Historically, we think that [patients with mCRC without liver metastases] are the ones who benefit the most from these types of strategies. Those data are not available yet and are unlikely to be presented. Why is this important? If [the population without liver metastases] is driving most of the benefit [we see], then zanzalintinib plus atezolizumab will probably be primarily [used] for patients without liver metastases. If that does not seem to be the case, then that’s intriguing, because traditionally, the thought has been that this is the patient population that’s going to benefit from the addition of IO. That goes back to questioning the design of the study, which excluded a zanzalintinib monotherapy arm. A lot of assumptions have been made that may not be confirmed by that study and may be problematic for ultimately adopting [zanzalintinib plus atezolizumab] as a SOC for patients [with mCRC].

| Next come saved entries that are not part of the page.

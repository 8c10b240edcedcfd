//! Evaluation runner.
//!
//! # Architecture
//!
//! ```text
//! Task → prompt → Generator → answer → Grader → Attempt ┐
//!   ↑___________________ repeat max_tries ______________│
//!                                                       ↓
//!                                        TaskResult (pass@1, pass@k,
//!                                        pass rate, time-to-fix)
//! ```
//!
//! # Example
//!
//! ```ignore
//! use grade_forge::grader::{PatchContext, PatchGraderConfig};
//! use grade_forge::llm::MockGenerator;
//! use grade_forge::runner::{evaluate_task, EvalOptions};
//!
//! let config = PatchGraderConfig::default();
//! let options = EvalOptions {
//!     max_tries: 5,
//!     continue_on_error: true,
//!     patch: PatchContext { config: &config, project_root: None },
//! };
//! let result = evaluate_task(&task, &MockGenerator::default(), "gpt-5.2", &options, None).await?;
//! println!("pass@k: {}", result.pass_at_k);
//! ```

pub mod config;
pub mod driver;
pub mod executor;
pub mod result;
pub mod router;

pub use config::EvalConfig;
pub use driver::{run_evaluation, RunOutcome};
pub use executor::{evaluate_task, EvalOptions};
pub use result::{Attempt, FixTime, TaskResult};
pub use router::{choose_route, Route, RouteSamples};
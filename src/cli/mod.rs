//! Command-line interface for grade-forge.
//!
//! Provides the `run`, `grade` and `list` commands.

mod commands;

pub use commands::{parse_cli, run, run_with_cli, Cli, Commands};
//! Static inspection of unified diffs, done before anything touches disk.

use std::path::{Component, Path};

use serde::{Deserialize, Serialize};

/// Safety verdict for a patch. `reason` is empty when safe.
#[derive(Debug, Clone, PartialEq, Eq, Serialize, Deserialize)]
pub struct PatchSafety {
    pub safe: bool,
    pub reason: String,
}

impl PatchSafety {
    fn safe() -> Self {
        Self {
            safe: true,
            reason: String::new(),
        }
    }

    fn reject(reason: impl Into<String>) -> Self {
        Self {
            safe: false,
            reason: reason.into(),
        }
    }
}

/// Paths named in `--- ` and `+++ ` header lines, in order.
///
/// `/dev/null` is skipped and one leading `a/` or `b/` is stripped.
pub fn extract_patch_paths(patch: &str) -> Vec<String> {
    patch
        .lines()
        .filter(|line| line.starts_with("--- ") || line.starts_with("+++ "))
        .filter_map(|line| {
            let raw = line[4..].trim();
            let path = raw.split('\t').next().unwrap_or(raw);
            if path == "/dev/null" {
                return None;
            }
            let path = path
                .strip_prefix("a/")
                .or_else(|| path.strip_prefix("b/"))
                .unwrap_or(path);
            Some(path.to_string())
        })
        .collect()
}

/// Checks that a patch only touches allowed files via relative paths.
pub fn check_patch_safety(patch: &str, allowed_files: &[&str]) -> PatchSafety {
    if patch.trim().is_empty() {
        return PatchSafety::reject("empty patch");
    }

    let paths = extract_patch_paths(patch);
    if paths.is_empty() {
        return PatchSafety::reject("no file paths found in patch");
    }

    for path in &paths {
        let p = Path::new(path);
        if path.starts_with('/') || p.is_absolute() {
            return PatchSafety::reject(format!("absolute path in patch: {}", path));
        }
        if p.components().any(|c| matches!(c, Component::ParentDir)) {
            return PatchSafety::reject(format!("parent path in patch: {}", path));
        }
        let allowed = p
            .file_name()
            .and_then(|name| name.to_str())
            .map(|name| allowed_files.contains(&name))
            .unwrap_or(false);
        if !allowed {
            return PatchSafety::reject(format!("patch touches disallowed file: {}", path));
        }
    }

    PatchSafety::safe()
}

/// Added plus removed lines, excluding file headers.
pub fn edit_lines(patch: &str) -> usize {
    patch
        .lines()
        .filter(|line| !line.starts_with("+++") && !line.starts_with("---"))
        .filter(|line| line.starts_with('+') || line.starts_with('-'))
        .count()
}

#[cfg(test)]
mod tests {
    use super::*;

    fn allowed() -> [&'static str; 2] {
        ["impl.py", "tests.py"]
    }

    const GOOD: &str = "--- a/impl.py\t2024-01-01 00:00:00\n+++ b/impl.py\n@@ -1,2 +1,2 @@\n-def f():\n+def g():\n     return 1\n--- /dev/null\n+++ b/tests.py\n@@ -0,0 +1 @@\n+import impl\n";

    #[test]
    fn test_extract_patch_paths() {
        assert_eq!(
            extract_patch_paths(GOOD),
            vec!["impl.py", "impl.py", "tests.py"]
        );
        assert_eq!(extract_patch_paths("--- a/b/x.py\n"), vec!["b/x.py"]);
    }

    #[test]
    fn test_allowed_files_pass() {
        let verdict = check_patch_safety(GOOD, &allowed());
        assert!(verdict.safe);
        assert!(verdict.reason.is_empty());
    }

    #[test]
    fn test_rejection_reasons() {
        let cases = [
            ("", "empty patch"),
            ("  \n\t\n", "empty patch"),
            ("@@ -1 +1 @@\n-a\n+b\n", "no file paths found in patch"),
            ("--- /etc/passwd\n+++ /etc/passwd\n", "absolute path in patch: /etc/passwd"),
            ("--- a/../secret.py\n+++ b/../secret.py\n", "parent path in patch: ../secret.py"),
            ("--- a/setup.py\n+++ b/setup.py\n", "patch touches disallowed file: setup.py"),
            ("--- a/impl.py\n+++ b/conftest.py\n", "patch touches disallowed file: conftest.py"),
        ];
        for (patch, reason) in cases {
            let verdict = check_patch_safety(patch, &allowed());
            assert!(!verdict.safe, "patch should be unsafe: {patch:?}");
            assert_eq!(verdict.reason, reason);
        }
    }

    #[test]
    fn test_parent_component_only() {
        let verdict = check_patch_safety("--- a/x..y/impl.py\n+++ b/x..y/impl.py\n", &allowed());
        assert!(verdict.safe);
    }

    #[test]
    fn test_edit_lines() {
        assert_eq!(edit_lines(GOOD), 3);
        assert_eq!(edit_lines(""), 0);
    }
}
//! Reply memoization for repeated generation calls.
//!
//! Judge calls for an identical (model, family, task, prompt) tuple are
//! memoized in a bounded least-recently-used cache. The cache is an arena of
//! nodes linked by index into a recency list, with a map from key to slot,
//! so lookups, promotions and evictions never scan.
//!
//! # Usage
//!
//! ```ignore
//! use grade_forge::llm::{CachedGenerator, CommandGenerator};
//!
//! let judge = CachedGenerator::new(CommandGenerator::new("judge-cli"), 256);
//! let reply = judge.generate(&request).await?;
//! println!("hit rate: {:.2}", judge.stats().hit_rate());
//! ```

use std::collections::HashMap;
use std::hash::Hash;
use std::sync::Mutex;

use async_trait::async_trait;
use sha2::{Digest, Sha256};
use tracing::debug;

use super::{GenerationRequest, Generator};
use crate::error::GenerationError;

/// Hex-encoded SHA-256 of cached content.
#[derive(Debug, Clone, PartialEq, Eq, Hash)]
pub struct ContentHash(String);

impl ContentHash {
    /// Hashes every field of a request. Fields are length-prefixed so that
    /// moving text between adjacent fields changes the key.
    pub fn from_request(request: &GenerationRequest) -> Self {
        let mut hasher = Sha256::new();
        for field in [
            &request.model,
            &request.task_family,
            &request.task_id,
            &request.prompt,
        ] {
            hasher.update((field.len() as u64).to_le_bytes());
            hasher.update(field.as_bytes());
        }
        Self(hex::encode(hasher.finalize()))
    }

    pub fn as_str(&self) -> &str {
        &self.0
    }
}

impl std::fmt::Display for ContentHash {
    fn fmt(&self, f: &mut std::fmt::Formatter<'_>) -> std::fmt::Result {
        write!(f, "{}", self.0)
    }
}

#[derive(Debug)]
struct Node<K, V> {
    key: K,
    value: V,
    prev: Option<usize>,
    next: Option<usize>,
}

/// Bounded map evicting the least recently used entry.
///
/// `head` is the most recently used slot, `tail` the eviction candidate.
/// A capacity of zero disables storage entirely.
#[derive(Debug)]
pub struct LruCache<K, V> {
    capacity: usize,
    index: HashMap<K, usize>,
    nodes: Vec<Node<K, V>>,
    head: Option<usize>,
    tail: Option<usize>,
}

impl<K: Hash + Eq + Clone, V> LruCache<K, V> {
    pub fn new(capacity: usize) -> Self {
        Self {
            capacity,
            index: HashMap::with_capacity(capacity),
            nodes: Vec::with_capacity(capacity),
            head: None,
            tail: None,
        }
    }

    pub fn len(&self) -> usize {
        self.index.len()
    }

    pub fn is_empty(&self) -> bool {
        self.index.is_empty()
    }

    pub fn contains(&self, key: &K) -> bool {
        self.index.contains_key(key)
    }

    /// Returns the value for `key` and marks it most recently used.
    pub fn get(&mut self, key: &K) -> Option<&V> {
        let slot = *self.index.get(key)?;
        self.detach(slot);
        self.push_front(slot);
        Some(&self.nodes[slot].value)
    }

    /// Inserts or replaces `key`, evicting the least recently used entry
    /// when full. Returns the evicted key, if any.
    pub fn put(&mut self, key: K, value: V) -> Option<K> {
        if self.capacity == 0 {
            return None;
        }

        if let Some(&slot) = self.index.get(&key) {
            self.nodes[slot].value = value;
            self.detach(slot);
            self.push_front(slot);
            return None;
        }

        if self.nodes.len() < self.capacity {
            let slot = self.nodes.len();
            self.nodes.push(Node {
                key: key.clone(),
                value,
                prev: None,
                next: None,
            });
            self.index.insert(key, slot);
            self.push_front(slot);
            return None;
        }

        // Full: reuse the tail slot in place.
        let slot = self.tail?;
        self.detach(slot);
        let evicted = std::mem::replace(&mut self.nodes[slot].key, key.clone());
        self.nodes[slot].value = value;
        self.index.remove(&evicted);
        self.index.insert(key, slot);
        self.push_front(slot);
        Some(evicted)
    }

    fn detach(&mut self, slot: usize) {
        let (prev, next) = (self.nodes[slot].prev, self.nodes[slot].next);
        match prev {
            Some(p) => self.nodes[p].next = next,
            None => self.head = next,
        }
        match next {
            Some(n) => self.nodes[n].prev = prev,
            None => self.tail = prev,
        }
        self.nodes[slot].prev = None;
        self.nodes[slot].next = None;
    }

    fn push_front(&mut self, slot: usize) {
        self.nodes[slot].prev = None;
        self.nodes[slot].next = self.head;
        if let Some(h) = self.head {
            self.nodes[h].prev = Some(slot);
        }
        self.head = Some(slot);
        if self.tail.is_none() {
            self.tail = Some(slot);
        }
    }
}

/// Cache statistics.
#[derive(Debug, Clone, Default, PartialEq, Eq)]
pub struct CacheStats {
    pub hits: u64,
    pub misses: u64,
    pub evictions: u64,
}

impl CacheStats {
    /// Hit rate in `[0.0, 1.0]`, or 0.0 before any access.
    pub fn hit_rate(&self) -> f64 {
        let total = self.hits + self.misses;
        if total == 0 {
            0.0
        } else {
            self.hits as f64 / total as f64
        }
    }
}

struct CacheState {
    entries: LruCache<ContentHash, String>,
    stats: CacheStats,
}

/// Generator wrapper that memoizes successful replies.
///
/// Errors are never cached, so a transient failure is retried on the next call.
pub struct CachedGenerator<G> {
    inner: G,
    state: Mutex<CacheState>,
}

impl<G: Generator> CachedGenerator<G> {
    pub fn new(inner: G, capacity: usize) -> Self {
        Self {
            inner,
            state: Mutex::new(CacheState {
                entries: LruCache::new(capacity),
                stats: CacheStats::default(),
            }),
        }
    }

    pub fn stats(&self) -> CacheStats {
        self.state.lock().expect("cache lock poisoned").stats.clone()
    }

    pub fn len(&self) -> usize {
        self.state.lock().expect("cache lock poisoned").entries.len()
    }

    pub fn is_empty(&self) -> bool {
        self.len() == 0
    }
}

#[async_trait]
impl<G: Generator> Generator for CachedGenerator<G> {
    async fn generate(&self, request: &GenerationRequest) -> Result<String, GenerationError> {
        let key = ContentHash::from_request(request);

        {
            let mut state = self.state.lock().expect("cache lock poisoned");
            let cached = state.entries.get(&key).cloned();
            match cached {
                Some(reply) => {
                    state.stats.hits += 1;
                    debug!(key = %key, "Reply cache hit");
                    return Ok(reply);
                }
                None => state.stats.misses += 1,
            }
        }

        let reply = self.inner.generate(request).await?;

        let mut state = self.state.lock().expect("cache lock poisoned");
        if state.entries.put(key, reply.clone()).is_some() {
            state.stats.evictions += 1;
        }
        Ok(reply)
    }
}

#[cfg(test)]
mod tests {
    use super::*;
    use std::sync::atomic::{AtomicUsize, Ordering};

    #[test]
    fn test_content_hash_is_stable() {
        let request = GenerationRequest::new("hello", "m", "md", "t");
        let a = ContentHash::from_request(&request);
        assert_eq!(a, ContentHash::from_request(&request.clone()));
        let changed = GenerationRequest::new("hello!", "m", "md", "t");
        assert_ne!(a, ContentHash::from_request(&changed));
        assert_eq!(a.as_str().len(), 64);
    }

    #[test]
    fn test_request_hash_separates_fields() {
        let a = GenerationRequest::new("ab", "m", "md", "t");
        let b = GenerationRequest::new("b", "m", "md", "ta");
        assert_ne!(ContentHash::from_request(&a), ContentHash::from_request(&b));
    }

    #[test]
    fn test_lru_evicts_least_recent() {
        let mut cache = LruCache::new(2);
        cache.put("a", 1);
        cache.put("b", 2);
        assert_eq!(cache.get(&"a"), Some(&1));

        assert_eq!(cache.put("c", 3), Some("b"));
        assert!(!cache.contains(&"b"));
        assert_eq!(cache.get(&"a"), Some(&1));
        assert_eq!(cache.get(&"c"), Some(&3));
        assert_eq!(cache.len(), 2);
    }

    #[test]
    fn test_lru_update_refreshes_recency() {
        let mut cache = LruCache::new(2);
        cache.put("a", 1);
        cache.put("b", 2);
        cache.put("a", 10);

        assert_eq!(cache.put("c", 3), Some("b"));
        assert_eq!(cache.get(&"a"), Some(&10));
    }

    #[test]
    fn test_lru_single_slot_and_zero_capacity() {
        let mut one = LruCache::new(1);
        one.put(1, "x");
        assert_eq!(one.put(2, "y"), Some(1));
        assert_eq!(one.get(&2), Some(&"y"));
        assert_eq!(one.len(), 1);

        let mut zero = LruCache::new(0);
        assert_eq!(zero.put(1, "x"), None);
        assert!(zero.is_empty());
        assert_eq!(zero.get(&1), None);
    }

    #[test]
    fn test_lru_long_churn_keeps_bound() {
        let mut cache = LruCache::new(3);
        for i in 0..100 {
            cache.put(i, i * 2);
        }
        assert_eq!(cache.len(), 3);
        assert_eq!(cache.get(&99), Some(&198));
        assert_eq!(cache.get(&97), Some(&194));
        assert_eq!(cache.get(&96), None);
    }

    struct CountingGenerator {
        calls: AtomicUsize,
    }

    #[async_trait]
    impl Generator for CountingGenerator {
        async fn generate(&self, request: &GenerationRequest) -> Result<String, GenerationError> {
            let n = self.calls.fetch_add(1, Ordering::SeqCst);
            if request.prompt == "fail" {
                return Err(GenerationError::Timeout { seconds: 1 });
            }
            Ok(format!("reply {}", n))
        }
    }

    #[tokio::test]
    async fn test_cached_generator_memoizes_successes() {
        let cached = CachedGenerator::new(
            CountingGenerator {
                calls: AtomicUsize::new(0),
            },
            4,
        );
        let request = GenerationRequest::new("prompt", "arbiter", "arbiter", "md");

        assert_eq!(cached.generate(&request).await.unwrap(), "reply 0");
        assert_eq!(cached.generate(&request).await.unwrap(), "reply 0");
        assert_eq!(cached.stats(), CacheStats { hits: 1, misses: 1, evictions: 0 });

        let failing = GenerationRequest::new("fail", "arbiter", "arbiter", "md");
        assert!(cached.generate(&failing).await.is_err());
        assert!(cached.generate(&failing).await.is_err());
        assert_eq!(cached.len(), 1);
        assert_eq!(cached.inner.calls.load(Ordering::SeqCst), 3);
    }
}
use std::path::Path;
use std::sync::{Mutex, MutexGuard};

use chrono::Utc;
use rusqlite::{params, Connection, OptionalExtension};
use rusqlite_migration::{Migrations, M};

use crate::app::{MushafError, Result};
use crate::domain::{Preferences, PreferencesUpdate};
use crate::store::PreferenceStore;

pub struct SqliteStore {
    conn: Mutex<Connection>,
}

impl SqliteStore {
    pub fn new<P: AsRef<Path>>(path: P) -> Result<Self> {
        let conn = Connection::open(path)?;
        let store = Self {
            conn: Mutex::new(conn),
        };
        store.run_migrations()?;
        Ok(store)
    }

    pub fn in_memory() -> Result<Self> {
        let conn = Connection::open_in_memory()?;
        let store = Self {
            conn: Mutex::new(conn),
        };
        store.run_migrations()?;
        Ok(store)
    }

    fn run_migrations(&self) -> Result<()> {
        let migrations = Migrations::new(vec![M::up(include_str!(
            "../../migrations/001-initial/up.sql"
        ))]);

        let mut conn = self.conn()?;
        migrations.to_latest(&mut conn).map_err(|e| {
            tracing::error!("Preference schema migration failed: {}", e);
            MushafError::Database(rusqlite::Error::InvalidQuery)
        })?;

        Ok(())
    }

    fn conn(&self) -> Result<MutexGuard<'_, Connection>> {
        self.conn.lock().map_err(|e| {
            MushafError::Database(rusqlite::Error::SqliteFailure(
                rusqlite::ffi::Error::new(1),
                Some(e.to_string()),
            ))
        })
    }

    /// All stored key/value pairs, unparsed.
    pub fn raw_entries(&self) -> Result<Vec<(String, String)>> {
        let conn = self.conn()?;
        let mut stmt = conn.prepare("SELECT key, value FROM preferences ORDER BY key")?;
        let entries = stmt
            .query_map([], |row| Ok((row.get(0)?, row.get(1)?)))?
            .collect::<std::result::Result<Vec<(String, String)>, _>>()?;
        Ok(entries)
    }

    pub fn get(&self, key: &str) -> Result<Option<String>> {
        let conn = self.conn()?;
        let value = conn
            .query_row(
                "SELECT value FROM preferences WHERE key = ?1",
                params![key],
                |row| row.get(0),
            )
            .optional()?;
        Ok(value)
    }

    /// Write raw pairs in one transaction.
    pub fn put_all<'a, I>(&self, entries: I) -> Result<usize>
    where
        I: IntoIterator<Item = (&'a str, String)>,
    {
        let mut conn = self.conn()?;
        let tx = conn.transaction()?;
        let now = Utc::now().to_rfc3339();
        let mut written = 0;
        {
            let mut stmt = tx.prepare(
                "INSERT INTO preferences (key, value, updated_at) VALUES (?1, ?2, ?3)
                 ON CONFLICT(key) DO UPDATE SET value = excluded.value, updated_at = excluded.updated_at",
            )?;
            for (key, value) in entries {
                written += stmt.execute(params![key, value, now])?;
            }
        }
        tx.commit()?;
        Ok(written)
    }
}

impl PreferenceStore for SqliteStore {
    fn load(&self) -> Preferences {
        match self.raw_entries() {
            Ok(entries) => Preferences::from_entries(entries),
            Err(e) => {
                tracing::warn!("Could not read preferences, using defaults: {}", e);
                Preferences::default()
            }
        }
    }

    fn save(&self, update: &PreferencesUpdate) -> Result<()> {
        if update.is_empty() {
            return Ok(());
        }
        let written = self.put_all(update.entries()?)?;
        tracing::debug!("Saved {} preference(s)", written);
        Ok(())
    }
}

Bekaii-Saab: The phase 2/3 DYNAMIC-III trial [ACTRN12617001566325] is investigating circulating tumor DNA–guided adjuvant chemotherapy de-escalation in patients with stage III colon cancer.8 This will be one of the first studies to, in a randomized fashion, show us the value of MRD assessment, specifically for the subgroup of patients with MRD-negative disease, and whether MRD negativity is predictive of less benefit from intensive chemotherapy or chemotherapy overall. We know from prospective, observational studies like CIRCULATE-Japan [UMIN000039205] and BESPOKE [NCT04264702] that patients with MRD-negative disease may not benefit from adjuvant chemotherapy. The problem is, those were not randomized studies, and they’re riddled with biases. [DYNAMIC-III] may help us get a bit closer to an answer about whether MRD assessment has predictive value, and more specifically, whether MRD-negative disease is predictive of less benefit or no benefit from chemotherapy.